Task description
Every line below from the one containing "the appearer position." through the one containing "pub struct $name(String);" must be transcribed exactly. Omit all lines outside that stretch.

Collected data entries:

:::::

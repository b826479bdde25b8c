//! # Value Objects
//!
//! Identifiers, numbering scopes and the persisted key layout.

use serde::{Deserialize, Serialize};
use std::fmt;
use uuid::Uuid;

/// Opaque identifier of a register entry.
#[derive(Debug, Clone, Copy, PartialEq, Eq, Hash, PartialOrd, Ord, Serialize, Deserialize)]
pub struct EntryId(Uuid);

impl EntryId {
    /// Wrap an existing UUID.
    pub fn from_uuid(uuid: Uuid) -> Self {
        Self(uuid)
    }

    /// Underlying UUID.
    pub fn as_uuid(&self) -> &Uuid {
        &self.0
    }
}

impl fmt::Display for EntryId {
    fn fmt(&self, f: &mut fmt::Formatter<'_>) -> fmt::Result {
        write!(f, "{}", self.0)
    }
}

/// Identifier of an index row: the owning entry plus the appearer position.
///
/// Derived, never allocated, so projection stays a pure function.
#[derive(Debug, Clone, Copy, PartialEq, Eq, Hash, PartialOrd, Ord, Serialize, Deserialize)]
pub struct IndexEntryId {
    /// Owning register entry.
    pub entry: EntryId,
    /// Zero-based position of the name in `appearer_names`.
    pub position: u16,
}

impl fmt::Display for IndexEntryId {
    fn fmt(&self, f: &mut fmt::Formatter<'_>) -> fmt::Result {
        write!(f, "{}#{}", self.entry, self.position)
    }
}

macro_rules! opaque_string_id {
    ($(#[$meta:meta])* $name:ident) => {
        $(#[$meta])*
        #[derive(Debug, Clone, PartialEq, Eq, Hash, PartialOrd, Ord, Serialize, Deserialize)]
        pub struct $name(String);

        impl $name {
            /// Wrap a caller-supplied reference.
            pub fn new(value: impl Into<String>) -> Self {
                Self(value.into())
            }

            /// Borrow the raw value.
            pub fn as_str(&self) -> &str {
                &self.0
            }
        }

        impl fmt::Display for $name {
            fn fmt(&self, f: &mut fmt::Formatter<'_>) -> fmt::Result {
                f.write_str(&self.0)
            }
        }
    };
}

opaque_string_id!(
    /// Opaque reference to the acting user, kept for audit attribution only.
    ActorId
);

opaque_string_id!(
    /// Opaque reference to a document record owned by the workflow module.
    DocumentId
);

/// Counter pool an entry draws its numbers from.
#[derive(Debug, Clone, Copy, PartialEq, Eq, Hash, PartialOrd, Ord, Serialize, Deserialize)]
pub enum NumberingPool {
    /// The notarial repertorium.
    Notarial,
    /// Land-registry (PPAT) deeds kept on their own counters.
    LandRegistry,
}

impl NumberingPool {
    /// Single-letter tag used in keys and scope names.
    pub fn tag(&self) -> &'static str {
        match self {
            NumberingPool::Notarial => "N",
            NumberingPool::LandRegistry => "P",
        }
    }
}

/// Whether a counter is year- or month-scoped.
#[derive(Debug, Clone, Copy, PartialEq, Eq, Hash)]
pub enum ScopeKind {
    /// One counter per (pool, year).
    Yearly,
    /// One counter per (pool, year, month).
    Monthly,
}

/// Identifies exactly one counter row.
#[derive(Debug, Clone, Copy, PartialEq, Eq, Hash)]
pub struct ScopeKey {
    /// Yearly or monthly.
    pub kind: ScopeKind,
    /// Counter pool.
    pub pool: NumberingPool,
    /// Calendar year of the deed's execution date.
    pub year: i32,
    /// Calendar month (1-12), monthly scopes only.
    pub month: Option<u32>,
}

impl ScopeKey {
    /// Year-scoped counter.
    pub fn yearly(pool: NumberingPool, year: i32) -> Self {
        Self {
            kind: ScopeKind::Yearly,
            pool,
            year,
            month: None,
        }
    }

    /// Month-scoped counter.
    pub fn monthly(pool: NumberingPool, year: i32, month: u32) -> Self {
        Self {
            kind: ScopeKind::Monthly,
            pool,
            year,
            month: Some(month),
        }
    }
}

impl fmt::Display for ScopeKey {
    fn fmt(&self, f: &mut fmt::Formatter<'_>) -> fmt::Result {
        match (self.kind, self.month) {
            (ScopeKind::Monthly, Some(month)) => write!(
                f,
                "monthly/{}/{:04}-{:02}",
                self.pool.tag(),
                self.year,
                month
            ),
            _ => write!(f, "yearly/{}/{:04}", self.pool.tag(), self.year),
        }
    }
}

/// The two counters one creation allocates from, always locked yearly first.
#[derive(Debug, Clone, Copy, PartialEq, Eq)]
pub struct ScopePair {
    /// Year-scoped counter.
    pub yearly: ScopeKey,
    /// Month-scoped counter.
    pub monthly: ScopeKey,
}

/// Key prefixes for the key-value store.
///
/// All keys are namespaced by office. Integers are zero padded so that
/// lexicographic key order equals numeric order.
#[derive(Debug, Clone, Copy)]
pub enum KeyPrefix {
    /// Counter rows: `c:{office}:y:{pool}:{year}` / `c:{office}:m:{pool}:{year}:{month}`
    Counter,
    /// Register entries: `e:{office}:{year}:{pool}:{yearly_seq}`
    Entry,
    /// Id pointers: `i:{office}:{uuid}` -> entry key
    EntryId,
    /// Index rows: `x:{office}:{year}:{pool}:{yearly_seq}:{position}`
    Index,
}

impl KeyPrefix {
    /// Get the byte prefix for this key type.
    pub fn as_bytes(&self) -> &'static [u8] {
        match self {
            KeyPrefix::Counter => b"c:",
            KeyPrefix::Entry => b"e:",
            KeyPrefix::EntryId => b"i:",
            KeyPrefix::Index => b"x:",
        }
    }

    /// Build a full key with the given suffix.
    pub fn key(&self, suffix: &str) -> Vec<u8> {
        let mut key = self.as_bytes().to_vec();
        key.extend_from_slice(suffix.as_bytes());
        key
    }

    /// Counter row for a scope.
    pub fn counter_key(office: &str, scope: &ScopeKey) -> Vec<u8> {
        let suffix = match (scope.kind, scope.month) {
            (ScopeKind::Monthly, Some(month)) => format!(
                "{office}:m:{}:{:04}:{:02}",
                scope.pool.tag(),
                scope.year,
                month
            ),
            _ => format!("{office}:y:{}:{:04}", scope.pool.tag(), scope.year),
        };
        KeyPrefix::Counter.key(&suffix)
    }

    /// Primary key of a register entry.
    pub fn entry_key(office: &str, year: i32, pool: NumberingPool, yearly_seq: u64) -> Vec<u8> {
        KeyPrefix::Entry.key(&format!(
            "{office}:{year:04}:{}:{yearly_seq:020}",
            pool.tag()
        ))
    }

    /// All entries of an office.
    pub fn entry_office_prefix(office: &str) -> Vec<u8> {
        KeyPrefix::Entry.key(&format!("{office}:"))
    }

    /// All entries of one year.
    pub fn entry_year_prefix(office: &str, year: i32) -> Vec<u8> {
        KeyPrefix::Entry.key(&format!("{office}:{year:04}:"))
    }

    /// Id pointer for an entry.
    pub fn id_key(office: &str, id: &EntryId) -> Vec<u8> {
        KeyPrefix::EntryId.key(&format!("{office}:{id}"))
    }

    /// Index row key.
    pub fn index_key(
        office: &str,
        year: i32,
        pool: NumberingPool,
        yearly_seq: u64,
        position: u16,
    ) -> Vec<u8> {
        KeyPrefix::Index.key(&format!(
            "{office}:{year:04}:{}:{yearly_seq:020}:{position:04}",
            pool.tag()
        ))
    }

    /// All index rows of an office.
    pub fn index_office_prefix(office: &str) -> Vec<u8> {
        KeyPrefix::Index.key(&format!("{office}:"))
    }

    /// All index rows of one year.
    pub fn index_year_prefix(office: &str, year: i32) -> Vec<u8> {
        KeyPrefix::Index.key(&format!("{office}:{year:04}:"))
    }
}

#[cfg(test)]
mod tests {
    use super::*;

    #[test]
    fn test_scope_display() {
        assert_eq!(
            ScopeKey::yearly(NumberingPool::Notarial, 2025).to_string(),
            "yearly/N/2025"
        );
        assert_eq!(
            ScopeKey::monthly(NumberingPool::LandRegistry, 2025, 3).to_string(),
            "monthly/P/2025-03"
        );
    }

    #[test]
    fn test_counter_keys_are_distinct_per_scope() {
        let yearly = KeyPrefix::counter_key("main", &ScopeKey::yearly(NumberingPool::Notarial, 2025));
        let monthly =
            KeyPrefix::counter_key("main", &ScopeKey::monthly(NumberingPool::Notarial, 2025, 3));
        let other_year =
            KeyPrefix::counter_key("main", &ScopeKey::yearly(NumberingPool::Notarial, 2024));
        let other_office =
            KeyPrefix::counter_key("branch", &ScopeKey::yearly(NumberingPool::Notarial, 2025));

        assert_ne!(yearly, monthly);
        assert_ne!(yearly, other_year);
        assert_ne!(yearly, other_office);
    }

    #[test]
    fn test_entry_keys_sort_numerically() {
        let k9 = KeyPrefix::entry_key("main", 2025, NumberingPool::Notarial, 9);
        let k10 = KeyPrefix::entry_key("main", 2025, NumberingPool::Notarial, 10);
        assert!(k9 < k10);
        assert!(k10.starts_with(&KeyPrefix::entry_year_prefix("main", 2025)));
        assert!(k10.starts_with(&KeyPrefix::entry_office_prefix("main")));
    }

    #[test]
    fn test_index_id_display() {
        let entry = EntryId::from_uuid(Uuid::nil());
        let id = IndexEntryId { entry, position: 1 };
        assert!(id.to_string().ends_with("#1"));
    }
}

:::::

Solution
/// Identifier of an index row: the owning entry plus the appearer position.
///
/// Derived, never allocated, so projection stays a pure function.
#[derive(Debug, Clone, Copy, PartialEq, Eq, Hash, PartialOrd, Ord, Serialize, Deserialize)]
pub struct IndexEntryId {
    /// Owning register entry.
    pub entry: EntryId,
    /// Zero-based position of the name in `appearer_names`.
    pub position: u16,
}

impl fmt::Display for IndexEntryId {
    fn fmt(&self, f: &mut fmt::Formatter<'_>) -> fmt::Result {
        write!(f, "{}#{}", self.entry, self.position)
    }
}

macro_rules! opaque_string_id {
    ($(#[$meta:meta])* $name:ident) => {
        $(#[$meta])*
        #[derive(Debug, Clone, PartialEq, Eq, Hash, PartialOrd, Ord, Serialize, Deserialize)]
        pub struct $name(String);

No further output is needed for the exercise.